If a king invited you to his son’s wedding, would you go? Of course you would go. It would be the highlight of one’s life to attend such a wedding. I lived in Spain for six years, and I remember when the Prince Felipe came to visit the University of Barcelona where I attended school. We stood outside for hours just to get a glimpse of him. It was an exciting day.
The surprising message in Jesus’ parable of the wedding banquet is that those invited rejected the king’s invitation. Not only did they reject it, but they killed the messengers who came to invite them to the wedding. Shocking! The king responds with judgment of those invited. Then he tells his servants to “go to the street corners and invite anyone you find” (Matthew 22:9).
One day a poor man is on the street corner begging for food, the next he is sitting in the king’s castle feasting at the prince’s wedding banquet on fattened calves. I’ve lived in Detroit, Chicago, Barcelona and now LA – I’ve seen lots of homeless. I can only imagine what it would be like for one of them to be invited to the king’s royal banquet. I’m sure that they thought, “I’m not worthy. I smell. I shouldn’t be here.” These people knew that the king had done them a great favor, and they would be thankful. This is the grace of God: those who are unworthy are invited to approach God’s banquet table.
Jesus tells parables in order to teach, but also to shock the listener into deeper truths. What is the deeper truth of this parable? The king in this parable is none other than the King of the Universe, God. The son is God’s Son, Jesus. Those invited were the Jewish people. The Jews had been told for centuries that the Messiah was coming, but when Jesus the Messiah arrives, they do not respond to His invitation. They do not believe in Him. Their rejection of Jesus the Messiah results in judgment.
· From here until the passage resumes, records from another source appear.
//! Deployment bundle export
//!
//! Packages trained weights with model metadata and optional class labels
//! into a single JSON bundle the mobile app's conversion tooling consumes.
//! The weight source is either a final weights file or a training checkpoint
//! (from which the model record is extracted); exactly one must be given.

use std::path::{Path, PathBuf};

use serde::{Deserialize, Serialize};
use tracing::info;

use crate::error::{PacemakerError, Result};
use crate::model::Architecture;
use crate::training::checkpoint::CheckpointStore;

/// Bundle format version, bumped on breaking layout changes
pub const FORMAT_VERSION: u32 = 1;

const BUNDLE_AUTHOR: &str = "PacerID ML Pipeline";
const BUNDLE_LICENSE: &str = "MIT";

/// Descriptive metadata embedded in every bundle
#[derive(Debug, Clone, Serialize, Deserialize, PartialEq)]
pub struct BundleMetadata {
    pub author: String,
    pub description: String,
    pub license: String,
    /// RFC 3339 creation timestamp
    pub created_at: String,
}

/// The exported bundle
#[derive(Debug, Clone, Serialize, Deserialize)]
pub struct ExportBundle {
    pub format_version: u32,
    pub architecture: Architecture,
    pub num_classes: usize,
    #[serde(skip_serializing_if = "Option::is_none")]
    pub class_labels: Option<Vec<String>>,
    pub metadata: BundleMetadata,
    /// Serialized model record
    pub weights: Vec<u8>,
}

/// What to export and where
#[derive(Debug, Clone)]
pub struct ExportRequest {
    /// Final weights file (mutually exclusive with `checkpoint`)
    pub weights: Option<PathBuf>,
    /// Training checkpoint file (mutually exclusive with `weights`)
    pub checkpoint: Option<PathBuf>,
    pub architecture: Architecture,
    pub num_classes: usize,
    /// Optional JSON file holding an array of class names
    pub labels: Option<PathBuf>,
    pub output: PathBuf,
}

/// Build and write the bundle
pub fn run_export(request: &ExportRequest) -> Result<PathBuf> {
    let weights = load_weights(request)?;

    let class_labels = match &request.labels {
        Some(path) => Some(load_labels(path, request.num_classes)?),
        None => None,
    };

    let bundle = ExportBundle {
        format_version: FORMAT_VERSION,
        architecture: request.architecture,
        num_classes: request.num_classes,
        class_labels,
        metadata: BundleMetadata {
            author: BUNDLE_AUTHOR.to_string(),
            description: format!(
                "Pacemaker identification classifier ({}, {} classes)",
                request.architecture, request.num_classes
            ),
            license: BUNDLE_LICENSE.to_string(),
            created_at: chrono::Utc::now().to_rfc3339(),
        },
        weights,
    };

    write_bundle(&bundle, &request.output)?;
    info!("Exported bundle to {}", request.output.display());
    Ok(request.output.clone())
}

fn load_weights(request: &ExportRequest) -> Result<Vec<u8>> {
    match (&request.weights, &request.checkpoint) {
        (Some(weights_path), None) => {
            if !weights_path.is_file() {
                return Err(PacemakerError::Export(format!(
                    "weights file '{}' does not exist",
                    weights_path.display()
                )));
            }
            Ok(std::fs::read(weights_path)?)
        }
        (None, Some(checkpoint_path)) => {
            let checkpoint = CheckpointStore::load(checkpoint_path)?;
            info!(
                "Extracted model record from checkpoint (epoch {})",
                checkpoint.epoch
            );
            Ok(checkpoint.model)
        }
        (Some(_), Some(_)) => Err(PacemakerError::Export(
            "pass either --weights or --checkpoint, not both".to_string(),
        )),
        (None, None) => Err(PacemakerError::Export(
            "one of --weights or --checkpoint is required".to_string(),
        )),
    }
}

fn load_labels(path: &Path, num_classes: usize) -> Result<Vec<String>> {
    let contents = std::fs::read_to_string(path)?;
    let labels: Vec<String> = serde_json::from_str(&contents)?;

    if labels.len() != num_classes {
        return Err(PacemakerError::Export(format!(
            "label file '{}' has {} entries but the model has {} classes",
            path.display(),
            labels.len(),
            num_classes
        )));
    }
    Ok(labels)
}

/// Write to a temp file next to the target, then rename into place
fn write_bundle(bundle: &ExportBundle, output: &Path) -> Result<()> {
    if let Some(parent) = output.parent() {
        if !parent.as_os_str().is_empty() {
            std::fs::create_dir_all(parent)?;
        }
    }

    let bytes = serde_json::to_vec_pretty(bundle)?;

    let file_name = output
        .file_name()
        .and_then(|n| n.to_str())
        .ok_or_else(|| PacemakerError::Export(format!("bad output path {:?}", output)))?;
    let tmp_path = output.with_file_name(format!(".{}.tmp", file_name));

    std::fs::write(&tmp_path, bytes)?;
    std::fs::rename(&tmp_path, output)?;
    Ok(())
}
//! Backend abstraction
//!
//! Selects the compute backend at compile time. The ndarray CPU backend is
//! always compiled in; the wgpu or cuda features promote the default to a GPU
//! backend. Device selection against the run configuration happens once at
//! startup in [`crate::config::RunConfig::resolve_device`].

use burn::backend::Autodiff;

#[cfg(feature = "cuda")]
pub type DefaultBackend = burn::backend::Cuda;

#[cfg(all(feature = "wgpu", not(feature = "cuda")))]
pub type DefaultBackend = burn::backend::Wgpu;

#[cfg(not(any(feature = "wgpu", feature = "cuda")))]
pub type DefaultBackend = burn::backend::NdArray;

/// The default autodiff backend for training
pub type TrainingBackend = Autodiff<DefaultBackend>;

/// Get the default device for the compiled backend
pub fn default_device() -> <DefaultBackend as burn::tensor::backend::Backend>::Device {
    Default::default()
}

/// Whether a GPU backend was compiled in
pub fn gpu_available() -> bool {
    cfg!(any(feature = "wgpu", feature = "cuda"))
}

/// Get a human-readable name for the current backend
pub fn backend_name() -> &'static str {
    #[cfg(feature = "cuda")]
    {
        "CUDA (GPU)"
    }
    #[cfg(all(feature = "wgpu", not(feature = "cuda")))]
    {
        "wgpu (GPU)"
    }
    #[cfg(not(any(feature = "wgpu", feature = "cuda")))]
    {
        "ndarray (CPU)"
    }
}
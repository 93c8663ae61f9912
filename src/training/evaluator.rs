//! Held-out evaluation
//!
//! Runs the model in validation mode over pre-built batches on the inner
//! (non-autodiff) backend and computes accuracy, mean loss and macro
//! precision.

use burn::{
    module::AutodiffModule,
    nn::loss::CrossEntropyLossConfig,
    tensor::{backend::AutodiffBackend, ElementConversion},
};

use crate::dataset::XrayBatch;
use crate::error::{PacemakerError, Result};
use crate::model::PacemakerClassifier;
use crate::utils::metrics::Metrics;

/// Evaluate the model over a split
pub fn evaluate<B: AutodiffBackend>(
    model: &PacemakerClassifier<B>,
    batches: &[XrayBatch<B::InnerBackend>],
) -> Result<Metrics> {
    let model = model.valid();
    let num_classes = model.num_classes();

    let mut predictions: Vec<usize> = Vec::new();
    let mut targets: Vec<usize> = Vec::new();
    let mut total_loss = 0.0f64;

    for batch in batches.iter() {
        model.validate_input(batch.images.dims())?;
        let output = model.forward(batch.images.clone());

        let loss = CrossEntropyLossConfig::new()
            .init(&output.device())
            .forward(output.clone(), batch.targets.clone());
        let loss_value: f64 = loss.into_scalar().elem();
        total_loss += loss_value;

        let predicted = output.argmax(1).squeeze::<1>(1);
        let predicted: Vec<i64> = predicted
            .into_data()
            .to_vec()
            .map_err(|e| PacemakerError::Serialization(format!("{:?}", e)))?;
        let expected: Vec<i64> = batch
            .targets
            .clone()
            .into_data()
            .to_vec()
            .map_err(|e| PacemakerError::Serialization(format!("{:?}", e)))?;

        predictions.extend(predicted.iter().map(|&p| p as usize));
        targets.extend(expected.iter().map(|&t| t as usize));
    }

    let mean_loss = if batches.is_empty() {
        0.0
    } else {
        total_loss / batches.len() as f64
    };

    Ok(Metrics::from_predictions(
        &predictions,
        &targets,
        num_classes,
        mean_loss,
    ))
}
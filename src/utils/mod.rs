//! Utility modules: logging and metrics

pub mod logging;
pub mod metrics;
//! Logging setup
//!
//! Structured logging via `tracing`. The CLI picks a preset at startup;
//! library code only ever emits events.

use tracing::Level;
use tracing_subscriber::FmtSubscriber;

/// Logging configuration
#[derive(Debug, Clone)]
pub struct LogConfig {
    /// Minimum level to display
    pub level: Level,
    /// Include timestamps in each line
    pub timestamps: bool,
    /// Include the emitting module path
    pub include_target: bool,
    /// Include thread IDs
    pub include_thread_ids: bool,
    /// Use ANSI colors
    pub ansi_colors: bool,
}

impl Default for LogConfig {
    fn default() -> Self {
        Self {
            level: Level::INFO,
            timestamps: true,
            include_target: false,
            include_thread_ids: false,
            ansi_colors: true,
        }
    }
}

impl LogConfig {
    /// Debug-level preset for `--verbose`
    pub fn verbose() -> Self {
        Self {
            level: Level::DEBUG,
            include_target: true,
            include_thread_ids: true,
            ..Self::default()
        }
    }

    /// Errors only, no timestamps
    pub fn quiet() -> Self {
        Self {
            level: Level::ERROR,
            timestamps: false,
            ..Self::default()
        }
    }
}

/// Install the global subscriber for the given configuration
///
/// Fails if a subscriber was already installed, so call it once at startup.
pub fn init_logging(config: &LogConfig) -> Result<(), String> {
    let builder = FmtSubscriber::builder()
        .with_max_level(config.level)
        .with_ansi(config.ansi_colors)
        .with_target(config.include_target)
        .with_thread_ids(config.include_thread_ids)
        .compact();

    let result = if config.timestamps {
        tracing::subscriber::set_global_default(builder.finish())
    } else {
        tracing::subscriber::set_global_default(builder.without_time().finish())
    };

    result.map_err(|e| format!("Failed to initialize logging: {}", e))
}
Then, surprisingly, Jesus invites those on the street corners, which in Jesus’ day would be prostitutes, the lame, the poor, slaves, and of course Romans. Jesus is stating that the kingdom of God was now available to all.
In the Jewish context, this makes no sense. In Jesus’ time, a Jewish community called Qumran lived near the Dead Sea. They talk about the messianic banquet and who can enter in and eat at the table with the Messiah. They concluded that no one who is defiled in the flesh, paralyzed, lame, blind, deaf or dumb could attend, and, of course, Gentiles would not be invited. Jesus turns this upside down. Jesus invites all to his messianic banquet.
What about you? Have you accepted the King’s invitation? And, if you have, do you understand what is now required of you, to “go to the street corners and invite anyone you find?” The only way people can know about the messianic banquet is if we go tell them – both with our actions and with our words. May our lives be living proof that God loves everyone and has invited them to a banqueting table that is filled with true love, true joy, true peace, and true purpose. Who could you invite today?